1984年9月30日、カナダ・ブリティッシュコロンビア州クロフトンの林で遊んでいた子供2人が、一本の木の下で白骨化した男性を見つけた。かたわらに残されていたのは、ボルトアクション式の.22口径ライフル、眼鏡、歯ブラシ、髭剃り道具、タイメックスの腕時計、そして履き古された革のオックスフォードシューズ。衣類は靴下を除いて、すべて土に還っていた。

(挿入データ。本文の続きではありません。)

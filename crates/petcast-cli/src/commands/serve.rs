//! HTTP server command

use crate::server;
use anyhow::{Context, Result};
use petcast_core::PetcastConfig;

pub fn run(config: PetcastConfig, bind: Option<String>) -> Result<()> {
    let runtime = tokio::runtime::Builder::new_multi_thread()
        .enable_all()
        .build()
        .context("Failed to start async runtime")?;
    runtime.block_on(server::serve(config, bind))
}
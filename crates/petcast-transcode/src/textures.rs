//! Texture stripping and downscaling

use crate::document::{SceneDocument, Semantic};
use image::codecs::jpeg::JpegEncoder;
use image::imageops::FilterType;
use image::{DynamicImage, GenericImageView, ImageFormat};
use petcast_core::config::{TextureMode, TranscodeConfig};
use petcast_core::{PetcastError, Result};
use std::io::Cursor;

/// What the texture pass did
#[derive(Debug, Clone, Default, PartialEq, Eq)]
pub struct TextureReport {
    pub images_before: usize,
    pub images_after: usize,
    pub resized: usize,
    /// Images left untouched because they could not be processed
    pub failed: usize,
}

/// Apply the configured texture mode to the document
pub fn process_textures(doc: &mut SceneDocument, config: &TranscodeConfig) -> TextureReport {
    let images_before = doc.images.len();
    let mut report = TextureReport {
        images_before,
        ..TextureReport::default()
    };

    match config.texture_mode {
        TextureMode::Strip => strip_textures(doc),
        TextureMode::Resize => {
            for (index, image) in doc.images.iter_mut().enumerate() {
                match resize_image(
                    &image.bytes,
                    config.max_texture_size,
                    config.texture_quality,
                ) {
                    Ok(Some((bytes, mime))) => {
                        image.bytes = bytes;
                        image.mime_type = mime.to_string();
                        report.resized += 1;
                    }
                    Ok(None) => {}
                    Err(e) => {
                        log::warn!("Leaving texture image {} as-is: {}", index, e);
                        report.failed += 1;
                    }
                }
            }
        }
    }

    report.images_after = doc.images.len();
    report
}

/// Remove every material, texture, image and UV set
pub fn strip_textures(doc: &mut SceneDocument) {
    doc.images.clear();
    doc.textures.clear();
    doc.materials.clear();
    for primitive in doc.primitives_mut() {
        primitive.material = None;
        primitive
            .attributes
            .retain(|(semantic, _)| !matches!(semantic, Semantic::TexCoord(_)));
    }
}

/// Fit an encoded image within `max_size` and re-encode it. Opaque images
/// become JPEG at `quality`, images with transparency become PNG. Returns
/// `None` when the image already fits and re-encoding would not shrink it.
pub fn resize_image(
    bytes: &[u8],
    max_size: u32,
    quality: u8,
) -> Result<Option<(Vec<u8>, &'static str)>> {
    let img = image::load_from_memory(bytes)
        .map_err(|e| PetcastError::TranscodeError(format!("Failed to decode texture: {}", e)))?;

    let (width, height) = img.dimensions();
    let needs_resize = width > max_size || height > max_size;
    let img = if needs_resize {
        img.resize(max_size, max_size, FilterType::Triangle)
    } else {
        img
    };

    let (encoded, mime) = if has_transparency(&img) {
        (encode_png(&img)?, "image/png")
    } else {
        (encode_jpeg(&img, quality)?, "image/jpeg")
    };

    if !needs_resize && encoded.len() >= bytes.len() {
        return Ok(None);
    }
    Ok(Some((encoded, mime)))
}

fn has_transparency(img: &DynamicImage) -> bool {
    img.color().has_alpha() && img.to_rgba8().pixels().any(|p| p.0[3] < 255)
}

fn encode_jpeg(img: &DynamicImage, quality: u8) -> Result<Vec<u8>> {
    let rgb = DynamicImage::ImageRgb8(img.to_rgb8());
    let mut out = Vec::new();
    let encoder = JpegEncoder::new_with_quality(&mut out, quality.clamp(1, 100));
    rgb.write_with_encoder(encoder)
        .map_err(|e| PetcastError::TranscodeError(format!("JPEG encode failed: {}", e)))?;
    Ok(out)
}

fn encode_png(img: &DynamicImage) -> Result<Vec<u8>> {
    let mut out = Vec::new();
    img.write_to(&mut Cursor::new(&mut out), ImageFormat::Png)
        .map_err(|e| PetcastError::TranscodeError(format!("PNG encode failed: {}", e)))?;
    Ok(out)
}

#[cfg(test)]
mod tests {
    use super::*;
    use crate::decode::decode_gltf;
    use crate::testing::*;

    fn config(mode: TextureMode) -> TranscodeConfig {
        TranscodeConfig {
            texture_mode: mode,
            max_texture_size: 16,
            ..TranscodeConfig::default()
        }
    }

    #[test]
    fn test_strip_removes_everything_texture_related() {
        let mut doc = decode_gltf(&textured_cube_glb()).unwrap();
        let report = process_textures(&mut doc, &config(TextureMode::Strip));

        assert_eq!(report.images_before, 1);
        assert_eq!(report.images_after, 0);
        assert!(doc.textures.is_empty());
        assert!(doc.materials.is_empty());
        let prim = &doc.meshes[0].primitives[0];
        assert!(prim.material.is_none());
        assert!(prim.attribute(Semantic::TexCoord(0)).is_none());
        assert!(prim.attribute(Semantic::Normal).is_some());
    }

    #[test]
    fn test_resize_fits_bounds_and_keeps_aspect() {
        let mut doc = decode_gltf(&textured_cube_glb()).unwrap();
        let report = process_textures(&mut doc, &config(TextureMode::Resize));
        assert_eq!(report.resized, 1);

        let image = &doc.images[0];
        assert_eq!(image.mime_type, "image/jpeg");
        let decoded = image::load_from_memory(&image.bytes).unwrap();
        // fixture texture is 64x32
        assert_eq!(decoded.dimensions(), (16, 8));
        assert_eq!(doc.textures.len(), 1);
        assert_eq!(doc.materials.len(), 1);
    }

    #[test]
    fn test_transparent_image_stays_png() {
        let png = rgba_png(40, 20, 128);
        let (bytes, mime) = resize_image(&png, 10, 80).unwrap().unwrap();
        assert_eq!(mime, "image/png");
        assert_eq!(image::load_from_memory(&bytes).unwrap().dimensions(), (10, 5));
    }

    #[test]
    fn test_never_upscales() {
        let png = rgb_png(8, 4);
        match resize_image(&png, 512, 80).unwrap() {
            None => {}
            Some((bytes, _)) => {
                assert_eq!(image::load_from_memory(&bytes).unwrap().dimensions(), (8, 4));
            }
        }
    }

    #[test]
    fn test_bad_image_is_left_alone() {
        let mut doc = decode_gltf(&textured_cube_glb()).unwrap();
        doc.images[0].bytes = vec![0x89, b'P', b'N', b'G', 0, 0, 0];
        let before = doc.images[0].clone();

        let report = process_textures(&mut doc, &config(TextureMode::Resize));
        assert_eq!(report.failed, 1);
        assert_eq!(doc.images[0], before);
    }
}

※ クロフトン:バンクーバー島の東岸にある小さな町。州都ビクトリアから車で北へ約1時間。町の中心にあるのは大きなパルプ工場と、そこから紙を積み出す埠頭で、住民の多くが工場か港で働いてきた。停泊した船の乗組員が町のバーへ行き来する、そういう土地柄でもある。

骨は、この男性がどんな歩き方をしていたかまで語っていた。右脚は生前のどこかで折れ、医者にかかることのないまま固まっていた。脛骨も腓骨も位置がずれたまま癒着しており、彼は誰の目にも分かるほど足を引きずり、右脚は左よりわずかに短かったはずだ。それなのに、履いていた靴には左右差を補う細工がひとつもされていなかった。歯ブラシと髭剃りを持ち、足を引きずって歩いていた男。発見から40年以上、亡くなってから半世紀以上が過ぎたいまも、彼には名前がない。

事件の概要

🗓️ 発見日:1984年9月30日(死亡は1970年春ごろと推定)

🌫️ 場所:カナダ・ブリティッシュコロンビア州クロフトン、埠頭とパルプ工場のあいだの林

👤 被害者:氏名不明の男性(鑑定では推定45〜50歳、身長約178cm、体重約82kg、右利き)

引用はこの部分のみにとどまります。